Once you figure that out, you’ve got to think through your tactics. These are the actions or vehicles that help deliver the strategic result you’re after.
What actions, what activities, what concepts, what approaches will deliver your “big-picture” strategy best? By that, I mean what are the moves and maneuvers that will achieve the big outcome you are after?
Well, suppose your strategy looks like this:
“I’m going to bring in a lot of customers at breakeven. Then, we’re going to give them a great experience. Next, we’ll upgrade them to more expensive and more expansive repurchases of our products.
“We’re going to resell those products to them over and over again. We’re going to add new products as we grow the relationship with them.
“Then we’re going to introduce other people’s complementary products to them.
“We’re also going to take our existing products and develop new markets and new applications for them.”
If that sounds like your strategy, I want you to do three things:
1. Look up the definition of “strategy” in the dictionary.
2. Look up the military definition of “strategy.”
3. Look at your current business operations. Because I will bet money that your operations are being run tactically. By that, I mean all you have driving your business is a commitment to “advertise.” To throw up a sign outside your store or send out a few catalogs.
This is not a strategy. This is a tactical way to operate a business.
Instead, try the following:
* Make a list of the highest-performing, most-impressive, successful, and formidable companies you know of, inside or outside your industry.
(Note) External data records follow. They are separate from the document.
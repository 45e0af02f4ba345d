//! Amount conversion between chain-native decimals and smallest units
//!
//! All fee and conservation arithmetic happens in integer smallest units
//! (`u128`); `Decimal` appears only at the API boundary.

use rust_decimal::prelude::ToPrimitive;
use rust_decimal::Decimal;

use crate::{Error, Result};

/// Convert a chain-native decimal amount into integer smallest units.
///
/// Rejects negative amounts and amounts finer than one smallest unit; no
/// silent rounding happens anywhere in the payout path.
pub fn to_base_units(amount: Decimal, decimals: u32) -> Result<u128> {
    if amount.is_sign_negative() {
        return Err(Error::InvalidAmount(format!(
            "Amount cannot be negative: {}",
            amount
        )));
    }

    let scale = pow10_decimal(decimals)?;
    let scaled = amount
        .checked_mul(scale)
        .ok_or_else(|| Error::AmountOverflow(format!("Amount out of range: {}", amount)))?;

    if scaled != scaled.trunc() {
        return Err(Error::InvalidAmount(format!(
            "Amount {} is finer than the smallest unit ({} decimals)",
            amount, decimals
        )));
    }

    scaled
        .to_u128()
        .ok_or_else(|| Error::AmountOverflow(format!("Amount out of range: {}", amount)))
}

/// Convert integer smallest units back to a normalized decimal amount.
///
/// Trailing zeros are stripped, so integral balances render bare (`12`
/// rather than `12.00000000`).
pub fn from_base_units(units: u128, decimals: u32) -> Result<Decimal> {
    let signed = i128::try_from(units)
        .map_err(|_| Error::AmountOverflow(format!("Balance out of range: {}", units)))?;
    let value = Decimal::try_from_i128_with_scale(signed, decimals)
        .map_err(|_| Error::AmountOverflow(format!("Balance out of range: {}", units)))?;
    Ok(value.normalize())
}

fn pow10_decimal(decimals: u32) -> Result<Decimal> {
    let scale = 10u128
        .checked_pow(decimals)
        .ok_or_else(|| Error::AmountOverflow(format!("Unsupported scale: {}", decimals)))?;
    let scale = u64::try_from(scale)
        .map_err(|_| Error::AmountOverflow(format!("Unsupported scale: {}", decimals)))?;
    Ok(Decimal::from(scale))
}

/// Checked sum of smallest-unit values
pub fn checked_sum<I: IntoIterator<Item = u128>>(values: I) -> Result<u128> {
    let mut total: u128 = 0;
    for value in values {
        total = total
            .checked_add(value)
            .ok_or_else(|| Error::AmountOverflow("Sum out of range".to_string()))?;
    }
    Ok(total)
}

/// Parse a hex quantity as account-chain nodes report them.
///
/// Accepts the `0x` prefix optionally, and treats a bare `0x` (an empty
/// call result) as zero.
pub fn parse_hex_quantity(value: &str) -> Result<u128> {
    let digits = value.trim();
    let digits = digits.strip_prefix("0x").unwrap_or(digits);
    if digits.is_empty() {
        return Ok(0);
    }
    u128::from_str_radix(digits, 16)
        .map_err(|_| Error::InvalidAmount(format!("Bad hex quantity: {}", value)))
}
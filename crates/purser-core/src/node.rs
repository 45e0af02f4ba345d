//! Node collaborator interfaces
//!
//! Builders never speak a wire protocol themselves. They work against these
//! traits, and the transport crate supplies JSON-RPC backed implementations.

use async_trait::async_trait;

use crate::address::Address;
use crate::utxo::Unspent;
use crate::Result;

/// Node operations a UTXO chain needs
#[async_trait]
pub trait UtxoNode: Send + Sync {
    /// List spendable outputs for an address with at least
    /// `min_confirmations` confirmations
    async fn list_unspent(&self, address: &Address, min_confirmations: u32) -> Result<Vec<Unspent>>;

    /// Broadcast a signed raw transaction, returning the transaction id
    async fn broadcast(&self, raw_tx_hex: &str) -> Result<String>;

    /// Register an address with the node as watch-only, without rescanning,
    /// so its outputs show up in unspent listings
    async fn import_watch_only(&self, address: &Address) -> Result<()>;
}

/// Node operations an account chain needs
#[async_trait]
pub trait AccountNode: Send + Sync {
    /// Confirmed balance in smallest units
    async fn balance(&self, address: &Address) -> Result<u128>;

    /// Next nonce for the address, counting pending transactions
    async fn pending_nonce(&self, address: &Address) -> Result<u64>;

    /// Whether the address has deployed code
    async fn has_code(&self, address: &Address) -> Result<bool>;

    /// Execute a read-only contract call and return the raw hex result
    async fn call_readonly(&self, to: &Address, data: &str) -> Result<String>;

    /// Broadcast a signed raw transaction, returning the transaction hash.
    ///
    /// Implementations must surface the node's underpriced-replacement
    /// rejection as [`crate::Error::UnderpricedReplacement`] so the account
    /// builder can drive its nonce-bump retry.
    async fn broadcast(&self, raw_tx_hex: &str) -> Result<String>;
}
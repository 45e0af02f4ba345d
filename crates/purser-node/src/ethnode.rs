//! Account-chain node client

use async_trait::async_trait;
use serde_json::json;

use purser_core::{amount, AccountNode, Address, Error, Result};

use crate::rpc::{JsonRpcClient, RpcFlavor};

/// JSON-RPC client for an account-chain node
pub struct EthNodeClient {
    rpc: JsonRpcClient,
}

impl EthNodeClient {
    /// Client for the node at `url`
    pub fn new(url: &str) -> Result<Self> {
        Ok(Self {
            rpc: JsonRpcClient::new(url, RpcFlavor::V2)?,
        })
    }
}

#[async_trait]
impl AccountNode for EthNodeClient {
    async fn balance(&self, address: &Address) -> Result<u128> {
        let raw: String = self
            .rpc
            .call("eth_getBalance", json!([address.as_str(), "latest"]))
            .await?;
        amount::parse_hex_quantity(&raw)
    }

    async fn pending_nonce(&self, address: &Address) -> Result<u64> {
        let raw: String = self
            .rpc
            .call(
                "eth_getTransactionCount",
                json!([address.as_str(), "pending"]),
            )
            .await?;
        let nonce = amount::parse_hex_quantity(&raw)?;
        u64::try_from(nonce)
            .map_err(|_| Error::InvalidAmount(format!("Nonce out of range: {}", raw)))
    }

    async fn has_code(&self, address: &Address) -> Result<bool> {
        let code: String = self
            .rpc
            .call("eth_getCode", json!([address.as_str(), "latest"]))
            .await?;
        // "0x" means no deployed code.
        Ok(code.len() > 3)
    }

    async fn call_readonly(&self, to: &Address, data: &str) -> Result<String> {
        self.rpc
            .call(
                "eth_call",
                json!([{ "to": to.as_str(), "data": data }, "latest"]),
            )
            .await
    }

    async fn broadcast(&self, raw_tx_hex: &str) -> Result<String> {
        self.rpc
            .call("eth_sendRawTransaction", json!([raw_tx_hex]))
            .await
    }
}
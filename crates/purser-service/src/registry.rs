//! Startup chain registration and lookup
//!
//! Every chain registers exactly once while the service boots. The frozen
//! registry is then handed to callers by reference; nothing can be added
//! or replaced at request time.

use std::collections::HashMap;
use std::sync::Arc;

use purser_core::{
    AccountNode, AddressValidator, Error, FeeEstimator, FeeOracle, Result, Signer,
};
use purser_node::{
    BitcoinFeesEstimator, BitcoindClient, EthNodeClient, GasStationEstimator, LocalSigner,
};
use purser_params::{ChainParams, Currency, NetworkType};
use tracing::info;
use zeroize::Zeroizing;

use crate::chains::{AccountChain, GasFunding, TokenChain, UtxoChain};
use crate::config::{
    AccountChainConfig, ServiceConfig, UtxoChainConfig, DEFAULT_BTC_FEE_URL, DEFAULT_GAS_PRICE_URL,
};
use crate::proxy::ChainProxy;

/// Collects chain registrations before the registry freezes
#[derive(Debug, Default)]
pub struct RegistryBuilder {
    chains: HashMap<Currency, Arc<ChainProxy>>,
}

impl RegistryBuilder {
    /// Start an empty registration set
    pub fn new() -> Self {
        Self::default()
    }

    /// Register one chain. A second registration for the same currency is
    /// a startup error, never a silent replacement.
    pub fn register(mut self, proxy: ChainProxy) -> Result<Self> {
        let currency = proxy.currency();
        if self.chains.contains_key(&currency) {
            return Err(Error::Configuration(format!(
                "A chain is already registered for {currency}"
            )));
        }
        self.chains.insert(currency, Arc::new(proxy));
        Ok(self)
    }

    /// Freeze into an immutable registry
    pub fn build(self) -> ChainRegistry {
        ChainRegistry {
            chains: self.chains,
        }
    }
}

/// Immutable currency-to-chain mapping built once at startup
pub struct ChainRegistry {
    chains: HashMap<Currency, Arc<ChainProxy>>,
}

impl std::fmt::Debug for ChainRegistry {
    fn fmt(&self, f: &mut std::fmt::Formatter<'_>) -> std::fmt::Result {
        f.debug_struct("ChainRegistry")
            .field("currencies", &self.currencies())
            .finish()
    }
}

impl ChainRegistry {
    /// Start a registration set
    pub fn builder() -> RegistryBuilder {
        RegistryBuilder::new()
    }

    /// Wire a chain for every configured section.
    ///
    /// Incomplete sections fail here, before any request is served: a
    /// UTXO chain with neither a static fee nor an estimation source, or
    /// a token section without the account chain it rides on.
    pub fn from_config(config: &ServiceConfig) -> Result<Self> {
        config.validate()?;
        let network = config.network;
        let signer: Arc<dyn Signer> = Arc::new(LocalSigner::new());
        let mut builder = Self::builder();

        let utxo_sections = [
            (Currency::Btc, &config.btc),
            (Currency::Ltc, &config.ltc),
            (Currency::Bch, &config.bch),
        ];
        for (currency, section) in utxo_sections {
            let Some(cfg) = section else { continue };
            builder = builder.register(wire_utxo_chain(currency, network, cfg, signer.clone())?)?;
            info!(currency = %currency, network = %network.name(), "Registered chain");
        }

        let mut account_node: Option<Arc<dyn AccountNode>> = None;
        if let Some(cfg) = &config.eth {
            let node: Arc<dyn AccountNode> = Arc::new(EthNodeClient::new(&cfg.rpc_url)?);
            let oracle = account_fee_oracle(network, cfg)?;
            let chain = AccountChain::new(
                Currency::Eth,
                network,
                node.clone(),
                oracle,
                signer.clone(),
                cfg.chain_id,
            );
            builder = builder.register(ChainProxy::Account(chain))?;
            info!(currency = %Currency::Eth, network = %network.name(), "Registered chain");
            account_node = Some(node);
        }

        if let Some(cfg) = &config.dai {
            // validate() already pairs the sections; both unwraps mirror it
            let (node, eth_cfg) = match (account_node, &config.eth) {
                (Some(node), Some(eth_cfg)) => (node, eth_cfg),
                _ => {
                    return Err(Error::Configuration(
                        "DAI is configured without the Ethereum node it runs on".to_string(),
                    ))
                }
            };
            let contract = AddressValidator::new(network)
                .validate(Currency::Dai, &cfg.contract)
                .map_err(|err| {
                    Error::Configuration(format!("DAI contract address is invalid: {err}"))
                })?;
            let funding = cfg
                .gas_reservoir_key
                .as_ref()
                .map(|key| GasFunding::new(Zeroizing::new(key.clone()), cfg.gas_funding));
            let oracle = account_fee_oracle(network, eth_cfg)?;
            let chain = TokenChain::new(
                Currency::Dai,
                network,
                node,
                oracle,
                signer.clone(),
                eth_cfg.chain_id,
                contract,
                funding,
            );
            builder = builder.register(ChainProxy::Token(chain))?;
            info!(currency = %Currency::Dai, network = %network.name(), "Registered chain");
        }

        Ok(builder.build())
    }

    /// Look up the chain for a currency
    pub fn get(&self, currency: Currency) -> Result<&Arc<ChainProxy>> {
        self.chains
            .get(&currency)
            .ok_or_else(|| Error::InvalidCurrency(format!("{currency} is not configured")))
    }

    /// Look up a chain by ticker symbol
    pub fn get_by_symbol(&self, symbol: &str) -> Result<&Arc<ChainProxy>> {
        let currency = Currency::from_symbol(symbol)
            .ok_or_else(|| Error::InvalidCurrency(symbol.to_string()))?;
        self.get(currency)
    }

    /// Currencies with a registered chain, in symbol order
    pub fn currencies(&self) -> Vec<Currency> {
        let mut list: Vec<Currency> = self.chains.keys().copied().collect();
        list.sort_by_key(|currency| currency.symbol());
        list
    }

    /// Number of registered chains
    pub fn len(&self) -> usize {
        self.chains.len()
    }

    /// True when no chain is registered
    pub fn is_empty(&self) -> bool {
        self.chains.is_empty()
    }
}

fn wire_utxo_chain(
    currency: Currency,
    network: NetworkType,
    cfg: &UtxoChainConfig,
    signer: Arc<dyn Signer>,
) -> Result<ChainProxy> {
    let node = Arc::new(BitcoindClient::new(
        currency,
        &cfg.rpc_url,
        &cfg.rpc_user,
        &cfg.rpc_password,
    )?);
    let params = ChainParams::for_currency(currency, network);
    let oracle = FeeOracle::new(&params, cfg.static_fee, utxo_estimator(currency, cfg)?)?;
    Ok(ChainProxy::Utxo(UtxoChain::new(
        currency, network, node, oracle, signer,
    )))
}

fn utxo_estimator(
    currency: Currency,
    cfg: &UtxoChainConfig,
) -> Result<Option<Arc<dyn FeeEstimator>>> {
    if cfg.static_fee.is_some() {
        return Ok(None);
    }
    let url = match (&cfg.fee_url, currency) {
        (Some(url), _) => url.clone(),
        (None, Currency::Btc) => DEFAULT_BTC_FEE_URL.to_string(),
        // No public recommendation feed covers the forks; they need a
        // static fee, and FeeOracle::new reports the gap.
        (None, _) => return Ok(None),
    };
    Ok(Some(Arc::new(BitcoinFeesEstimator::new(url)?)))
}

fn account_fee_oracle(network: NetworkType, cfg: &AccountChainConfig) -> Result<FeeOracle> {
    let params = ChainParams::ethereum(network);
    let estimator: Option<Arc<dyn FeeEstimator>> = if cfg.static_gas_price.is_some() {
        None
    } else {
        let url = cfg
            .gas_price_url
            .clone()
            .unwrap_or_else(|| DEFAULT_GAS_PRICE_URL.to_string());
        Some(Arc::new(GasStationEstimator::new(url)?))
    };
    FeeOracle::new(&params, cfg.static_gas_price, estimator)
}
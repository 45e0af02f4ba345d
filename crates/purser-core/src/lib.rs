//! Purser wallet core
//!
//! This crate implements the chain-independent payment engine: address
//! validation, amount arithmetic, fee resolution, UTXO planning, account
//! sequencing, and token call-data encoding. Transports and signers plug
//! in through the traits in [`node`] and [`signer`].

#![forbid(unsafe_code)]
#![warn(missing_docs)]

pub mod account;
pub mod address;
pub mod amount;
pub mod error;
pub mod fees;
pub mod node;
pub mod payee;
pub mod signer;
pub mod token;
pub mod utxo;

pub use account::{
    AccountIntent, AccountTransactionBuilder, TransferMode, MAX_NONCE_RETRIES,
};
pub use address::{Address, AddressValidator};
pub use error::{Error, ErrorCategory, Result};
pub use fees::{FeeEstimator, FeeOracle, FeeQuote, FeeSource};
pub use node::{AccountNode, UtxoNode};
pub use payee::Payee;
pub use signer::Signer;
pub use token::{TokenMethodEncoder, BALANCE_OF_SIGNATURE, TRANSFER_SIGNATURE};
pub use utxo::{
    PlannedOutput, Unspent, UtxoIntent, UtxoTransactionBuilder, MIN_CONFIRMATIONS,
};
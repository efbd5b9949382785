// src/physics/mod.rs
pub mod geometry;
pub mod lattice;
pub mod operations;
pub mod shapes;
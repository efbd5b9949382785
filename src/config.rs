// src/config.rs

use crate::error::{Error, Result};
use crate::model::Structure;
use crate::physics::geometry::{BasisSite, GeometryInput};
use crate::physics::lattice::CoordSystem;
use crate::physics::operations::EnumerationLimits;
use crate::physics::shapes::Sphere;
use crate::utils::linalg;
use serde::{Deserialize, Serialize};
use std::fs::{self, File};
use std::io::{BufReader, BufWriter};
use std::path::Path;

// --- Geometry Block ---

/// Textual description of a crystal, one whitespace-separated string per key.
///
/// ```text
/// lattice_vectors:  "ax ay az  bx by bz  cx cy cz"
/// basis:            "Na 0 0 0  Cl 0.5 0.5 0.5"
/// ```
#[derive(Serialize, Deserialize, Debug, Clone, PartialEq)]
pub struct GeometrySettings {
  #[serde(default)]
  pub lattice_vectors: Option<String>,

  #[serde(default)]
  pub basis: Option<String>,

  #[serde(default = "default_coordsys")]
  pub basis_coordsys: String,

  #[serde(default = "default_shift")]
  pub shift_vector: String,

  #[serde(default = "default_coordsys")]
  pub shift_vector_coordsys: String,

  #[serde(default = "default_bravais_cell")]
  pub bravais_cell: String,
}

fn default_coordsys() -> String {
  "lattice".to_string()
}

fn default_shift() -> String {
  "0.0 0.0 0.0".to_string()
}

fn default_bravais_cell() -> String {
  "1 0 0  0 1 0  0 0 1".to_string()
}

impl Default for GeometrySettings {
  fn default() -> Self {
    Self {
      lattice_vectors: None,
      basis: None,
      basis_coordsys: default_coordsys(),
      shift_vector: default_shift(),
      shift_vector_coordsys: default_coordsys(),
      bravais_cell: default_bravais_cell(),
    }
  }
}

impl GeometrySettings {
  /// Parses every field into typed construction data.
  pub fn to_input(&self) -> Result<GeometryInput> {
    let lattice_str = self
      .lattice_vectors
      .as_deref()
      .ok_or_else(|| Error::config("lattice vectors not defined"))?;
    let lattice_vectors = parse_matrix(lattice_str)
      .ok_or_else(|| Error::config("invalid lattice vector specification"))?;

    let basis_str = self
      .basis
      .as_deref()
      .ok_or_else(|| Error::config("basis not defined"))?;
    let basis = parse_basis(basis_str)?;

    let basis_coordsys: CoordSystem = self.basis_coordsys.parse()?;
    let shift = parse_floats(&self.shift_vector, 3)
      .map(|v| [v[0], v[1], v[2]])
      .ok_or_else(|| Error::config("invalid shift vector for basis"))?;
    let shift_coordsys: CoordSystem = self.shift_vector_coordsys.parse()?;
    let bravais_cell = parse_matrix(&self.bravais_cell)
      .ok_or_else(|| Error::config("invalid Bravais cell definition"))?;

    Ok(GeometryInput {
      lattice_vectors,
      basis,
      basis_coordsys,
      shift: Some(shift),
      shift_coordsys,
      bravais_cell: Some(bravais_cell),
    })
  }

  /// Settings describing `structure`, with the basis written in fractional
  /// coordinates.
  pub fn from_structure(structure: &Structure) -> Result<Self> {
    let lat = structure.lattice;
    let lattice_vectors = lat
      .iter()
      .map(|v| format!("{:.10} {:.10} {:.10}", v[0], v[1], v[2]))
      .collect::<Vec<_>>()
      .join("\n");

    let mut basis_lines = Vec::with_capacity(structure.atoms.len());
    for atom in &structure.atoms {
      let frac = linalg::cart_to_frac(atom.position, lat)
        .ok_or_else(|| Error::config("structure lattice is singular"))?;
      basis_lines.push(format!(
        "{} {:.10} {:.10} {:.10}",
        atom.element, frac[0], frac[1], frac[2]
      ));
    }

    Ok(Self {
      lattice_vectors: Some(lattice_vectors),
      basis: Some(basis_lines.join("\n")),
      ..Self::default()
    })
  }
}

/// Parses exactly `count` floats; `None` on any bad token or count.
pub fn parse_floats(text: &str, count: usize) -> Option<Vec<f64>> {
  let values: Vec<f64> = text
    .split_whitespace()
    .map(|s| s.parse::<f64>().ok())
    .collect::<Option<_>>()?;
  if values.len() == count && values.iter().all(|x| x.is_finite()) {
    Some(values)
  } else {
    None
  }
}

fn parse_matrix(text: &str) -> Option<[[f64; 3]; 3]> {
  let v = parse_floats(text, 9)?;
  Some([[v[0], v[1], v[2]], [v[3], v[4], v[5]], [v[6], v[7], v[8]]])
}

/// `label x y z` groups, any whitespace in between.
fn parse_basis(text: &str) -> Result<Vec<BasisSite>> {
  let tokens: Vec<&str> = text.split_whitespace().collect();
  if tokens.is_empty() || tokens.len() % 4 != 0 {
    return Err(Error::config(
      "invalid basis specification: expected groups of 'label x y z'",
    ));
  }

  tokens
    .chunks(4)
    .map(|chunk| -> Result<BasisSite> {
      let coords = parse_floats(&chunk[1..].join(" "), 3).ok_or_else(|| {
        Error::config(format!("invalid basis specification for atom '{}'", chunk[0]))
      })?;
      Ok(BasisSite {
        label: chunk[0].to_string(),
        position: [coords[0], coords[1], coords[2]],
      })
    })
    .collect()
}

// --- Cluster Job ---

#[derive(Serialize, Deserialize, Debug, Clone, PartialEq)]
pub struct ClusterConfig {
  pub geometry: GeometrySettings,

  #[serde(default)]
  pub spheres: Vec<Sphere>,

  #[serde(default = "default_max_candidates")]
  pub max_candidates: Option<u64>,
}

fn default_max_candidates() -> Option<u64> {
  EnumerationLimits::default().max_candidates
}

impl ClusterConfig {
  pub fn limits(&self) -> EnumerationLimits {
    EnumerationLimits {
      max_candidates: self.max_candidates,
    }
  }

  pub fn load(path: &Path) -> Result<Self> {
    let file = File::open(path)?;
    let reader = BufReader::new(file);
    let cfg: Self = serde_json::from_reader(reader)?;
    for sphere in &cfg.spheres {
      sphere.validate()?;
    }
    log::info!("Config loaded from {:?}", path);
    Ok(cfg)
  }

  pub fn save(&self, path: &Path) -> Result<()> {
    if let Some(parent) = path.parent() {
      if !parent.as_os_str().is_empty() {
        fs::create_dir_all(parent)?;
      }
    }
    let writer = BufWriter::new(File::create(path)?);
    serde_json::to_writer_pretty(writer, self)?;
    log::info!("Config saved to {:?}", path);
    Ok(())
  }
}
* Think about what their “big-picture” strategy really is. What is it they’re trying to do with all the tactics they mount?
* Think through how they are doing or accomplishing this. That’ll clarify for you the difference between strategy and tactics. After you’ve done this exercise for 100 companies, ask at least a dozen of your friends to do it for you for 10 or 15 companies they know.
Then, you can break down a couple of hundred strategies that you’ve identified and evaluate which ones you can borrow and combine to forge your own ultimate business strategy.
But you can’t really build your optimal strategy until you first understand what you’re trying to accomplish and you work backward from that. Like a programmer who’s trying to create a powerful piece of software, you’ve got to know what it’s supposed to look like at the end — when it’s functioning. And there are a lot of different factors that enter into that.
Ask yourself, “What am I comfortable ending up with?” For example, do you want a huge company with a lot of management problems, a huge staff, and a lot of overhead requirements? Or, would you rather accomplish the same amount of volume (or at least the equivalent bottom-line profit) with one-fourth the effort, one-half the people, and one-third the capital?
There are many different ways to “skin a business-strategy cat.” You’ve got to decide on the best method for you and then follow it, using tactics only if they help you reach your ultimate strategic objective.
Changing your strategy will make a huge difference in your results and outcome. I have seen a change in strategy — properly implemented, managed, and perpetuated — triple, quadruple, and even improve results 10 times.
It drives a whole new power and force throughout the enterprise.
It animates the spirit of everyone involved (yourself included) and everything you do.